Opinion
Civ. JKB-23-01645
11-13-2023
MEMORANDUM
James K. Bredar Chief Judge
Plaintiff Shelby Wells, proceeding pro se, has brought this action alleging employment discrimination in violation of the Americans with Disabilities Act (ADA), 42 U.S.C. § 12101 et seq., against her former employer, Defendant Dental Care Alliance, LLC.
Currently pending before the Court is Defendant's Motion to Dismiss pursuant to Federal Rules of Civil Procedure 12(b)(5) and 12(b)(6). The Motion is fully briefed, and no hearing is required. See Local Rule 105.6 (D. Md. 2023). For the reasons discussed below, the Court will deny the Motion, and construe Plaintiffs Response to the Motion to Dismiss as a motion for leave to amend her complaint to include the additional facts alleged therein. Defendant will be given 14 days to state whether it will waive service of the .summons and to respond to the motion for leave to amend.
I. Background
For the purposes of evaluating a motion to dismiss, the Court assumes the following facts alleged in Plaintiffs Complaint are true. See Wikimedia Found. v. Nat'l Sec, Agency, 857 F.3d 193, 208 (4th Cir. 2017) ("We accept as true all well-pleaded facts in a complaint and construe them in the light most favorable to the plaintiff.")
Plaintiff was temporarily laid off from her employment at Dental Care Alliance in Glen Burnie, Maryland at an unspecified date in 2020 because of the COVID-19 pandemic, (ECF No. 1-2 at 2.) On May 6, 2020, while she was still temporarily laid off, Plaintiff suffered a car accident causing her unspecified medical injuries. (Id.) The following day, May 7, a supervisor asked her to return to work. (Id.) Plaintiff informed her supervisor that she "was not physically well" because of the car accident. (Id.) She requested "a short amount of time off to seek medical treatment." (Id.) During this conversation, her supervisor said that they would grant her request. (Id.) Plaintiff then provided Defendant with her medical records. (Id.) On May 20, 2020, Plaintiff learned via text that she had actually been terminated on May 7, the day she had asked for time off for treatment. (Id.)
Plaintiff filed a charge complaining about her termination with the Equal Employment Opportunity Commission (EEOC) and received a right to sue letter on December 12, 2022. (Id. at 3.) She then filed a complaint in the Circuit Court for Baltimore County on March 10, 2023. (Id.)

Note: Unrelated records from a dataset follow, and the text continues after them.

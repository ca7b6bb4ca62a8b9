mod echo;

use std::fs::File;
use std::io::{self, BufReader};
use std::path::PathBuf;
use std::process::ExitCode;
use std::str::FromStr;
use std::sync::Arc;
use std::sync::atomic::{AtomicBool, Ordering};
use std::time::Duration;

use anyhow::{Context, bail};
use chumon_core::workbook::{CellValue, HEADERS, row_values};
use chumon_core::{
    AppConfig, BatchConfig, BatchReport, BatchRunner, ChumonError, DEFAULT_SHEET, FailurePolicy, FetchConfig, Fetcher,
    PageSource, ProductQuery, ProductRecord, SavedPage, TaxRate, WorkbookWriter, WriteMode, WriteSummary, load_config,
    parse_line, read_queries,
};
use clap::{CommandFactory, Parser};
use clap_complete::Shell;
use owo_colors::OwoColorize;
use tracing_subscriber::EnvFilter;

const VERSION: &str = env!("CARGO_PKG_VERSION");

/// Pause between attempts to write a locked workbook
const WRITE_RETRY_DELAY: Duration = Duration::from_secs(3);

/// Format of the record listing printed to stdout
#[derive(Debug, Clone, Copy, PartialEq, Eq)]
enum OutputFormat {
    Text,
    Json,
}

impl FromStr for OutputFormat {
    type Err = String;

    fn from_str(s: &str) -> Result<Self, Self::Err> {
        match s.to_lowercase().as_str() {
            "text" | "txt" | "tsv" => Ok(Self::Text),
            "json" => Ok(Self::Json),
            _ => Err(format!("Invalid format: {}. Valid options: text, json", s)),
        }
    }
}

/// Scrape product pages into an order workbook
#[derive(Parser, Debug)]
#[command(name = "chumon")]
#[command(version)]
#[command(about = "Scrape product pages into an order workbook", long_about = None)]
struct Args {
    /// Product URL with optional quantity, e.g. "https://www.monotaro.com/p/1234/5678/ 3"
    #[arg(value_name = "QUERY")]
    queries: Vec<String>,

    /// File with one query per line, or "-" for stdin
    #[arg(short, long, value_name = "FILE")]
    input: Option<String>,

    /// Workbook to write (required unless --dry-run)
    #[arg(short, long, value_name = "FILE")]
    output: Option<PathBuf>,

    /// Add rows to an existing workbook instead of replacing it
    #[arg(long)]
    append: bool,

    /// Sheet to write to
    #[arg(long, value_name = "NAME")]
    sheet: Option<String>,

    /// What to do when a query fails (fail-fast, collect-all)
    #[arg(long, value_name = "POLICY")]
    policy: Option<FailurePolicy>,

    /// HTTP timeout in seconds
    #[arg(long, value_name = "SECS")]
    timeout: Option<u64>,

    /// Attempts per page, including the first
    #[arg(long, value_name = "NUM", value_parser = clap::value_parser!(u32).range(1..))]
    retries: Option<u32>,

    /// Consumption tax rate as a fraction, e.g. 0.10
    #[arg(long, value_name = "RATE")]
    tax_rate: Option<f64>,

    /// Custom User-Agent for HTTP requests
    #[arg(long, value_name = "UA")]
    user_agent: Option<String>,

    /// Settings file (default: ~/.config/chumon/config.txt)
    #[arg(long, value_name = "FILE")]
    config: Option<PathBuf>,

    /// Do not pause between requests to the same shop
    #[arg(long)]
    no_delay: bool,

    /// Serve this saved HTML page for every query instead of fetching
    #[arg(long, value_name = "FILE")]
    page: Option<String>,

    /// Print records without writing a workbook
    #[arg(long)]
    dry_run: bool,

    /// Record listing format (text, json)
    #[arg(short, long, default_value = "text", value_name = "FORMAT")]
    format: OutputFormat,

    /// Attempts to write a locked workbook, 3 seconds apart
    #[arg(long, default_value = "1", value_name = "NUM", value_parser = clap::value_parser!(u32).range(1..))]
    write_attempts: u32,

    /// Enable debug logging
    #[arg(short, long)]
    verbose: bool,

    /// Generate shell completion script
    #[arg(long, value_enum, value_name = "SHELL")]
    completions: Option<Shell>,
}

fn init_logging(verbose: bool) {
    let default = if verbose { "chumon=debug,chumon_core=debug" } else { "warn" };
    let filter = EnvFilter::try_from_default_env().unwrap_or_else(|_| EnvFilter::new(default));
    tracing_subscriber::fmt()
        .with_env_filter(filter)
        .with_writer(io::stderr)
        .with_target(false)
        .init();
}

/// Queries from the command line first, then from `--input`.
fn collect_queries(args: &Args) -> anyhow::Result<Vec<ProductQuery>> {
    let mut queries = Vec::new();
    for raw in &args.queries {
        if let Some(query) = parse_line(raw).with_context(|| format!("Invalid query: {}", raw))? {
            queries.push(query);
        }
    }

    if let Some(input) = &args.input {
        let listed = if input == "-" {
            read_queries(io::stdin().lock())
        } else {
            let file = File::open(input).with_context(|| format!("Failed to open query list: {}", input))?;
            read_queries(BufReader::new(file))
        };
        queries.extend(listed.with_context(|| format!("Invalid query list: {}", input))?);
    }

    Ok(queries)
}

fn fetch_config(args: &Args, settings: &AppConfig) -> FetchConfig {
    let mut config = settings.fetch_config();
    if let Some(timeout) = args.timeout {
        config.timeout = timeout;
    }
    if let Some(attempts) = args.retries {
        config.max_attempts = attempts;
    }
    if let Some(user_agent) = &args.user_agent {
        config.user_agent = user_agent.clone();
    }
    config
}

fn batch_config(args: &Args, settings: &AppConfig) -> anyhow::Result<BatchConfig> {
    let mut config = settings.batch_config();
    if let Some(policy) = args.policy {
        config.policy = policy;
    }
    if let Some(rate) = args.tax_rate {
        config.tax_rate = TaxRate::from_fraction(rate).context("Invalid --tax-rate")?;
    }
    if args.no_delay || args.page.is_some() {
        config.polite_delay = Some(Duration::ZERO);
    }
    Ok(config)
}

async fn run_batch<S: PageSource>(source: S, config: BatchConfig, queries: &[ProductQuery]) -> BatchReport {
    tracing::debug!(queries = queries.len(), policy = %config.policy, tax_rate = %config.tax_rate, "starting batch");
    let runner = BatchRunner::new(source, config);
    let total = queries.len();
    let report = runner.run(queries, |event| echo::print_event(&event, total)).await;
    tracing::info!(
        accepted = report.accepted_count(),
        skipped = report.skipped,
        aborted = report.aborted,
        cancelled = report.cancelled,
        "batch finished"
    );
    report
}

fn print_records(records: &[ProductRecord], format: OutputFormat) -> anyhow::Result<()> {
    match format {
        OutputFormat::Json => {
            let json = serde_json::to_string_pretty(records).context("Failed to serialize records")?;
            println!("{}", json);
        }
        OutputFormat::Text => {
            println!("{}", HEADERS.join("\t"));
            for record in records {
                let cells: Vec<String> = row_values(record)
                    .into_iter()
                    .map(|cell| match cell {
                        CellValue::Text(text) => text,
                        CellValue::Number(n) => n.to_string(),
                    })
                    .collect();
                println!("{}", cells.join("\t"));
            }
        }
    }
    Ok(())
}

/// Writes `records`, waiting and trying again while the file is locked.
async fn write_with_retries(
    writer: &WorkbookWriter, records: &[ProductRecord], attempts: u32,
) -> anyhow::Result<WriteSummary> {
    let mut attempt = 1;
    loop {
        match writer.write(records) {
            Ok(summary) => {
                tracing::debug!(path = %writer.path().display(), rows = summary.rows_written, "workbook written");
                return Ok(summary);
            }
            Err(ChumonError::WorkbookLocked(path)) if attempt < attempts => {
                tracing::warn!(path = %path.display(), attempt, attempts, "workbook locked, retrying");
                echo::print_warning(&format!(
                    "{} is open in another program ({}/{}), retrying in {}s",
                    path.display(),
                    attempt,
                    attempts,
                    WRITE_RETRY_DELAY.as_secs()
                ));
                tokio::time::sleep(WRITE_RETRY_DELAY).await;
                attempt += 1;
            }
            Err(e) => {
                return Err(e).with_context(|| format!("Failed to write workbook: {}", writer.path().display()));
            }
        }
    }
}

#[tokio::main]
async fn main() -> anyhow::Result<ExitCode> {
    let args = Args::parse();

    if let Some(shell) = args.completions {
        clap_complete::generate(shell, &mut Args::command(), "chumon", &mut io::stdout());
        return Ok(ExitCode::SUCCESS);
    }

    init_logging(args.verbose);

    if args.verbose {
        echo::print_banner();
        echo::print_info("Debug logging enabled");
        eprintln!();
    }

    let settings = load_config(args.config.as_deref()).context("Failed to load settings")?;
    let fetch_config = fetch_config(&args, &settings);
    let mut batch_config = batch_config(&args, &settings)?;

    let queries = collect_queries(&args)?;
    if queries.is_empty() {
        bail!("No queries given. Pass product URLs as arguments or use --input");
    }

    let writer = match (&args.output, args.dry_run) {
        (_, true) => None,
        (Some(path), false) => {
            let sheet = args.sheet.as_deref().or(settings.sheet.as_deref()).unwrap_or(DEFAULT_SHEET);
            let mode = if args.append { WriteMode::Append } else { WriteMode::New };
            Some(WorkbookWriter::new(path, sheet, mode).context("Invalid workbook target")?)
        }
        (None, false) => bail!("--output is required unless --dry-run is given"),
    };

    if args.verbose {
        eprintln!("  {} {}", "Queries:".dimmed(), queries.len().to_string().bright_white());
        eprintln!("  {} {}", "Policy:".dimmed(), batch_config.policy.to_string().bright_white());
        eprintln!("  {} {}", "Tax rate:".dimmed(), batch_config.tax_rate.to_string().bright_white());
        eprintln!();
    }

    let cancel = Arc::new(AtomicBool::new(false));
    batch_config.cancel = Some(cancel.clone());
    tokio::spawn(async move {
        if tokio::signal::ctrl_c().await.is_ok() {
            cancel.store(true, Ordering::Relaxed);
        }
    });

    let report = match &args.page {
        Some(page) => {
            let source = SavedPage::from_file(page).with_context(|| format!("Failed to read page: {}", page))?;
            run_batch(source, batch_config, &queries).await
        }
        None => {
            let fetcher = Fetcher::new(fetch_config).context("Failed to build HTTP client")?;
            run_batch(fetcher, batch_config, &queries).await
        }
    };

    echo::print_summary(&report);
    if report.aborted {
        echo::print_error("Stopped at the first failure (use --policy collect-all to continue past failures)");
    }
    if report.cancelled {
        echo::print_warning("Cancelled");
    }

    let batch_failed = report.aborted || report.cancelled || report.accepted_count() == 0;
    let records = report.into_records();
    print_records(&records, args.format)?;

    if records.is_empty() {
        echo::print_error("No records accepted, nothing written");
        return Ok(ExitCode::FAILURE);
    }

    if let Some(writer) = writer {
        let summary = write_with_retries(&writer, &records, args.write_attempts).await?;
        echo::print_written(&summary);
    } else {
        echo::print_info("Dry run, workbook not written");
    }

    Ok(if batch_failed { ExitCode::FAILURE } else { ExitCode::SUCCESS })
}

On June 20, 2023. Defendant filed a Notice of Removal pursuant to 28 U.S.C. § 1441, invoking this Court's federal question jurisdiction. (ECF No. 1 at 1-3.) On June 23, Defendant filed the instant Motion. (ECF No. 6.)
II. The 12(b)(5) Motion
Defendant moves to dismiss the complaint on the grounds of improper service of process pursuant to Federal Rule of Civil Procedure 12(b)(5). (ECF No. 6-1.) "A motion to dismiss for insufficient service of process is permitted by Federal Rule 12(b)(5). Once service has been contested, the plaintiff bears the burden of establishing the validity of service." O'Meara v. Waters, 464 F.Supp.2d 474, 476 (D. Md. 2006).
A. Legal Standard
When a case is removed from state to federal court, state-not federal-law determines whether pre-removal service was proper. Trademark Remodeling, Inc. v. Rhines, 853 F.Supp.2d 532, 539 (D. Md. 2012); see also 4A Charles Alan Wright & Arthur R. Miller, Federal Practice and Procedure § 1082 (2023). And while federal service requirements may be construed "liberally" when the defendant has actual notice of the lawsuit, O'Meara, 464 F.Supp.2d at 476, Maryland law offers no such flexibility. Under Maryland law, courts lack personal jurisdiction over defendants that have been improperly served even when the defendants have actual notice of the lawsuit filed against them. See Lohman v. Lohman, 626 A.2d 384, 392 (Md. 1993); Flanagan v. Dep 't of Hum. Res., 989 A.2d 1139,1143 (2010); see also Trademark Remodeling, 853 F.Supp.2d at 541 (noting that "Maryland courts seem to take a strict, narrow approach to service" and that "there is nothing in Maryland law that suggests that the rules of service may be liberally construed") (quotation omitted).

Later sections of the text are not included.